Yeah, no kidding - I have an older sister and interact with women just fine. I treat them like humans and everything! But Lothario I’m not. I’m about as good at courting women as I am at courting my older sister.

My sister is five years younger than I am, so that may have been too big a difference. Anyway, I always (and still do) had plenty of female friends. My issue is that I could never tell who was attracted to me and who wasn’t. Ms. P has told me several times that women were giving me a “look”, and I didn’t see it. It’s rare that I can even see it in retrospect. I suppose that mean that I’m still socially backward in that way.

Growing up, I had an older sister and a twin sister. That didn’t help me any in the anxiety / shyness / awkwardness / lost-for-words conundrum I experienced when trying to communicate with girls I liked.

Yeah but didnt you guy’s who had sisters, didnt they give you some tips or clue you in?

Not even once. Not that I’ve asked for tips.

I have to ask, why didn’t any of the girls make the first move? Or was this pre-Helen Gurley Brown?

Even post-Helen Gurley Brown, women have been discouraged from making the moves on a guy. It’s rarely depicted in the media except as something awkward, desperate, or comical. Women’s magazines often implicitly discourage it by giving flirting tips that offer plausible deniability to allow women to save face if he’s not interested. There was that book “He’s Just Not That Into You” from the mid-aughts that explicitly told women not to ask guys out, because if a guy was interested, he would inevitably do the asking, so you were just setting yourself up for rejection by making the first move. It’s hard to overcome that conditioning, and even if you do, you still have to deal with that same awkwardness and fear of rejection that men do.

I thought I was being very obvious in flirting with my now-husband in law school.
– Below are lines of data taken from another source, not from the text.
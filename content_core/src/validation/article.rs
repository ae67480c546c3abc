//! Field-level rules for articles.

use content_model::{Article, ValidationLimits};

use super::{ValidationResult, Validator};

/// Validates article fields against the editorial limits.
///
/// Rules are independent: every violated rule contributes its own message.
/// The length rule is guarded by presence, so an empty title fails only the
/// required rule.
#[derive(Debug, Clone, Default)]
pub struct ArticleValidator {
    limits: ValidationLimits,
}

impl ArticleValidator {
    /// Create a validator with the default limits.
    pub fn new() -> Self {
        Self::default()
    }

    /// Create a validator with explicit limits.
    pub fn with_limits(limits: ValidationLimits) -> Self {
        Self { limits }
    }
}

impl Validator<Article> for ArticleValidator {
    fn validate(&self, article: &Article) -> ValidationResult {
        let mut errors = Vec::new();

        if article.title.trim().is_empty() {
            errors.push("Title is required.".to_owned());
        }
        if !article.title.is_empty()
            && article.title.chars().count() > self.limits.max_title_length
        {
            errors.push(format!(
                "Title must not exceed {} characters.",
                self.limits.max_title_length
            ));
        }
        if article.content.trim().is_empty() {
            errors.push("Content is required.".to_owned());
        }

        ValidationResult::from_errors(errors)
    }
}

#[cfg(test)]
mod tests {
    use super::*;

    #[test]
    fn test_valid_article() {
        let article = Article::new("A sensible title", "With a body to match");
        let result = ArticleValidator::new().validate(&article);

        assert!(result.is_valid);
        assert!(result.errors.is_none());
    }

    #[test]
    fn test_empty_title_fails_only_required_rule() {
        let article = Article::new("", "hi");
        let result = ArticleValidator::new().validate(&article);

        assert!(!result.is_valid);
        assert!(result.has_error("Title is required."));
        assert!(!result.has_error("Title must not exceed 100 characters."));
    }

    #[test]
    fn test_whitespace_title_is_missing() {
        let article = Article::new("   ", "body");
        let result = ArticleValidator::new().validate(&article);

        assert!(result.has_error("Title is required."));
    }

    #[test]
    fn test_overlong_title() {
        let article = Article::new("t".repeat(101), "body");
        let result = ArticleValidator::new().validate(&article);

        assert!(!result.is_valid);
        assert_eq!(
            result.messages(),
            ["Title must not exceed 100 characters."]
        );
    }

    #[test]
    fn test_empty_content() {
        let article = Article::new("Title", "");
        let result = ArticleValidator::new().validate(&article);

        assert_eq!(result.messages(), ["Content is required."]);
    }

    #[test]
    fn test_all_rules_reported_together() {
        let article = Article::new("t".repeat(120), "");
        let result = ArticleValidator::new().validate(&article);

        assert_eq!(
            result.messages(),
            [
                "Title must not exceed 100 characters.",
                "Content is required."
            ]
        );
    }

    #[test]
    fn test_custom_limits() {
        let limits = ValidationLimits {
            max_title_length: 10,
            ..Default::default()
        };
        let article = Article::new("Well past ten chars", "body");
        let result = ArticleValidator::with_limits(limits).validate(&article);

        assert!(result.has_error("Title must not exceed 10 characters."));
    }

    #[test]
    fn test_multibyte_title_counts_characters() {
        // 100 two-byte characters are still 100 characters.
        let article = Article::new("é".repeat(100), "body");
        let result = ArticleValidator::new().validate(&article);

        assert!(result.is_valid);
    }
}
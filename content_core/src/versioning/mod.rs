//! Versioning - immutable version wrapper for external change tracking.
//!
//! Version numbers are caller-managed: the store never reads or writes them.
//! Wrapping is a pure projection over a snapshot, so versioning stays an
//! optional read-side concern decoupled from the mutation path.

use serde::{Deserialize, Serialize};

/// A content snapshot tagged with an integer version.
#[derive(Debug, Clone, PartialEq, Eq, Serialize, Deserialize)]
pub struct Versioned<T> {
    pub content: T,
    pub version: u32,
}

impl<T> Versioned<T> {
    /// Wrap a snapshot as version 1.
    pub fn initial(content: T) -> Self {
        Self {
            content,
            version: 1,
        }
    }

    /// Produce the successor: the given snapshot at `version + 1`.
    pub fn revise(self, content: T) -> Self {
        Self {
            content,
            version: self.version + 1,
        }
    }

    /// The wrapped snapshot.
    pub fn as_content(&self) -> &T {
        &self.content
    }

    /// The version number.
    pub fn version(&self) -> u32 {
        self.version
    }

    /// Unwrap, discarding the version.
    pub fn into_inner(self) -> T {
        self.content
    }
}

impl<T> AsRef<T> for Versioned<T> {
    fn as_ref(&self) -> &T {
        &self.content
    }
}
Most guys would have picked up on my interest, in my experience. I certainly could have just asked him out. But I thought if he was interested in me, he would have made a move, or at least acted a little more flirtatious instead of just being friendly and professional. Turns out we were both making the same mistake. It took months, but I finally suggested a friendly group outing, hoping it would become more than friendly, and long story short it did.

That was in my twenties, though; the OP was about the pre-teen years. I will say that there was a time between about ages 8 and 13 when I and most girls I knew were keenly interested in boys, but most of them didn’t seem interested in girls. I agree about the realness of the Tina and Jimmy saga. But we didn’t perceive it as the boys lagging behind us socially, even if that’s what it was. We mostly perceived it as personal rejection, and it hurt.
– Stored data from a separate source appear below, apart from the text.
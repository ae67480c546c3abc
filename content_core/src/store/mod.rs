//! Content store - keyed lifecycle management for one entity type.

use chrono::Utc;
use serde::{Deserialize, Serialize};
use std::collections::hash_map::Entry;
use std::collections::HashMap;

use content_model::{Content, ContentId};

/// In-memory store holding the latest snapshot per content ID.
///
/// Each store instance is scoped to exactly one entity type; storing several
/// entity types means several independent stores. Returned snapshots are
/// immutable: there is no mutable accessor, and every change goes through
/// [`ContentStore::update`], which writes a fresh snapshot.
#[derive(Debug, Clone, Serialize, Deserialize)]
pub struct ContentStore<T> {
    entries: HashMap<ContentId, T>,
}

impl<T> Default for ContentStore<T> {
    fn default() -> Self {
        Self {
            entries: HashMap::new(),
        }
    }
}

impl<T: Content> ContentStore<T> {
    /// Create a new empty store.
    pub fn new() -> Self {
        Self::default()
    }

    /// Store an entity under its own ID and return the stored snapshot.
    ///
    /// An existing snapshot at the same ID is silently replaced; callers that
    /// need uniqueness should check [`ContentStore::contains`] first.
    pub fn create(&mut self, content: T) -> &T {
        let id = content.id().clone();
        match self.entries.entry(id) {
            Entry::Occupied(mut slot) => {
                slot.insert(content);
                slot.into_mut()
            }
            Entry::Vacant(slot) => slot.insert(content),
        }
    }

    /// Get the current snapshot for an ID.
    pub fn read(&self, id: &ContentId) -> Option<&T> {
        self.entries.get(id)
    }

    /// Apply a partial update to the entity at `id`.
    ///
    /// Returns `None` without creating an entry when the ID is missing
    /// (update is never upsert). Otherwise the new snapshot is the shallow
    /// merge of the current snapshot and the patch, with `updated_at` set to
    /// now; the patch type cannot carry `id`, `created_at`, or `updated_at`.
    pub fn update(&mut self, id: &ContentId, patch: T::Patch) -> Option<&T> {
        let slot = self.entries.get_mut(id)?;
        let mut next = slot.merged(patch);
        next.touch(Utc::now());
        *slot = next;
        Some(&*slot)
    }

    /// Remove the entity at `id`, reporting whether an entry was removed.
    ///
    /// Idempotent: deleting a missing ID returns `false`.
    pub fn delete(&mut self, id: &ContentId) -> bool {
        self.entries.remove(id).is_some()
    }

    /// Check whether an entry exists for `id`.
    pub fn contains(&self, id: &ContentId) -> bool {
        self.entries.contains_key(id)
    }

    /// Number of stored entities.
    pub fn len(&self) -> usize {
        self.entries.len()
    }

    /// Check whether the store is empty.
    pub fn is_empty(&self) -> bool {
        self.entries.is_empty()
    }

    /// Iterate over all stored snapshots.
    pub fn iter(&self) -> impl Iterator<Item = &T> {
        self.entries.values()
    }

    /// Iterate over all stored IDs.
    pub fn ids(&self) -> impl Iterator<Item = &ContentId> {
        self.entries.keys()
    }

    /// Find snapshots matching a predicate.
    pub fn find<F>(&self, predicate: F) -> Vec<&T>
    where
        F: Fn(&T) -> bool,
    {
        self.entries.values().filter(|c| predicate(c)).collect()
    }

    /// Remove all entries.
    pub fn clear(&mut self) {
        self.entries.clear();
    }
}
I’ve noticed that a lot of boys/young men who struggle with dating, and adult men who remember struggling, seem to think that all this stuff was easy for the girls. It wasn’t. For those of us who put ourselves out there, boys could and did reject us just as cruelly as we rejected them. For those cowed into waiting for the boys to ask us out, it was usually a very long, painful, and fruitless wait. For those of us who did get asked out, it could be thrilling (if we liked him), painfully awkward (if we didn’t), and occasionally terrifying (if he didn’t respond well to being rejected.) There was no book for us either, and most of us had social skills that were average or below. You couldn’t pay me to relive even one day of that horrorshow.